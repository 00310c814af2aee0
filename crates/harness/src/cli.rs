// Copyright 2024 RISC Zero, Inc.
//
// Licensed under the Apache License, Version 2.0 (the "License");
// you may not use this file except in compliance with the License.
// You may obtain a copy of the License at
//
//     http://www.apache.org/licenses/LICENSE-2.0
//
// Unless required by applicable law or agreed to in writing, software
// distributed under the License is distributed on an "AS IS" BASIS,
// WITHOUT WARRANTIES OR CONDITIONS OF ANY KIND, either express or implied.
// See the License for the specific language governing permissions and
// limitations under the License.

use std::{
    fmt::{Display, Formatter},
    path::PathBuf,
};

use clap::ValueEnum;
use sigcheck_core::SPolicy;

use crate::{config::HarnessConfig, signer::DerivationPath};

#[derive(clap::Parser, Debug, Clone)]
#[command(name = "sigcheck")]
#[command(bin_name = "sigcheck")]
#[command(author, version, about, long_about = None)]
pub enum Cli {
    /// Run the conformance vectors against the simulated signing device
    Run(RunArgs),
    /// Print the unsigned payload of one vector
    Build(BuildArgs),
    /// Check a signature over a payload with both verification paths
    Verify(VerifyArgs),
}

#[derive(Debug, Clone, Copy, ValueEnum, Hash, PartialEq, Eq)]
pub enum SPolicyArg {
    /// Only accept s in the lower half of the curve order
    LowOnly,
    /// Accept both s and n - s
    Either,
}

impl From<SPolicyArg> for SPolicy {
    fn from(value: SPolicyArg) -> Self {
        match value {
            SPolicyArg::LowOnly => SPolicy::LowOnly,
            SPolicyArg::Either => SPolicy::Either,
        }
    }
}

impl Display for SPolicyArg {
    fn fmt(&self, f: &mut Formatter<'_>) -> std::fmt::Result {
        // use the name of the clap::ValueEnum
        match self.to_possible_value() {
            Some(value) => write!(f, "{}", value.get_name()),
            None => write!(f, "{self:?}"),
        }
    }
}

#[derive(clap::Args, Debug, Clone)]
pub struct SignerArgs {
    #[clap(short = 'c', long, require_equals = true)]
    /// JSON config file; the flags below take precedence over it
    pub config: Option<PathBuf>,

    #[clap(short = 'p', long, require_equals = true)]
    /// BIP-32 derivation path of the signing account
    ///
    /// [default: m/44'/60'/0'/0'/0]
    pub path: Option<DerivationPath>,

    #[clap(short = 'k', long, require_equals = true)]
    /// Hex secret key of the simulated device
    pub signer_key: Option<String>,

    #[clap(long, require_equals = true)]
    /// Hex SEC1 public key signatures must verify against
    pub public_key: Option<String>,

    #[clap(short = 't', long, require_equals = true)]
    /// Seconds to wait for the signer before a case fails
    pub timeout: Option<u64>,

    #[clap(short = 's', long, require_equals = true, value_enum)]
    /// Which s values the verifiers accept
    pub s_policy: Option<SPolicyArg>,

    #[clap(short = 'j', long, require_equals = true)]
    /// Maximum number of cases in flight
    pub jobs: Option<usize>,

    #[clap(long, default_value_t = false)]
    /// Do not switch sessions into expert mode
    pub no_expert_mode: bool,
}

impl SignerArgs {
    /// Loads the config file, if any, and applies the command line overrides.
    pub fn config(&self) -> anyhow::Result<HarnessConfig> {
        let mut config = match &self.config {
            Some(path) => HarnessConfig::load(path)?,
            None => HarnessConfig::default(),
        };
        if let Some(path) = &self.path {
            config.derivation_path = path.clone();
        }
        if let Some(key) = &self.signer_key {
            config.signer_key = key.clone();
        }
        if let Some(public_key) = &self.public_key {
            config.expected_public_key = Some(public_key.clone());
        }
        if let Some(timeout) = self.timeout {
            config.signer_timeout_secs = timeout;
        }
        if let Some(policy) = self.s_policy {
            config.s_policy = policy.into();
        }
        if let Some(jobs) = self.jobs {
            config.max_concurrent_cases = jobs;
        }
        if self.no_expert_mode {
            config.expert_mode = false;
        }
        Ok(config)
    }
}

#[derive(clap::Args, Debug, Clone)]
pub struct RunArgs {
    #[clap(flatten)]
    pub signer_args: SignerArgs,

    #[clap(short = 'f', long, require_equals = true)]
    /// JSON file with conformance vectors; the built-in table when absent
    pub vectors: Option<PathBuf>,

    #[clap(short = 'o', long, require_equals = true)]
    /// Write the JSON report to this file
    pub report: Option<PathBuf>,
}

#[derive(clap::Args, Debug, Clone)]
pub struct BuildArgs {
    #[clap(short = 'f', long, require_equals = true)]
    /// JSON file with conformance vectors; the built-in table when absent
    pub vectors: Option<PathBuf>,

    #[clap(short = 'n', long, require_equals = true)]
    /// Name of the vector
    pub name: String,
}

#[derive(clap::Args, Debug, Clone)]
pub struct VerifyArgs {
    #[clap(short = 'm', long, require_equals = true)]
    /// Hex of the unsigned payload
    pub message: String,

    #[clap(short = 'v', long, require_equals = true)]
    /// Hex recovery value
    pub v: String,

    #[clap(short = 'r', long, require_equals = true)]
    /// Hex r
    pub r: String,

    #[clap(short = 's', long, require_equals = true)]
    /// Hex s
    pub s: String,

    #[clap(long, require_equals = true)]
    /// Hex SEC1 public key of the signer
    pub public_key: String,

    #[clap(long, require_equals = true)]
    /// Chain ID the payload is bound to, if any
    pub chain_id: Option<u64>,

    #[clap(long, require_equals = true, value_enum, default_value_t = SPolicyArg::LowOnly)]
    /// Which s values the verifiers accept
    pub s_policy: SPolicyArg,
}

◆ What to produce: Say how many lines of the data above include the word "SPolicyArg", and add nothing further.

◆ Response to this task: 9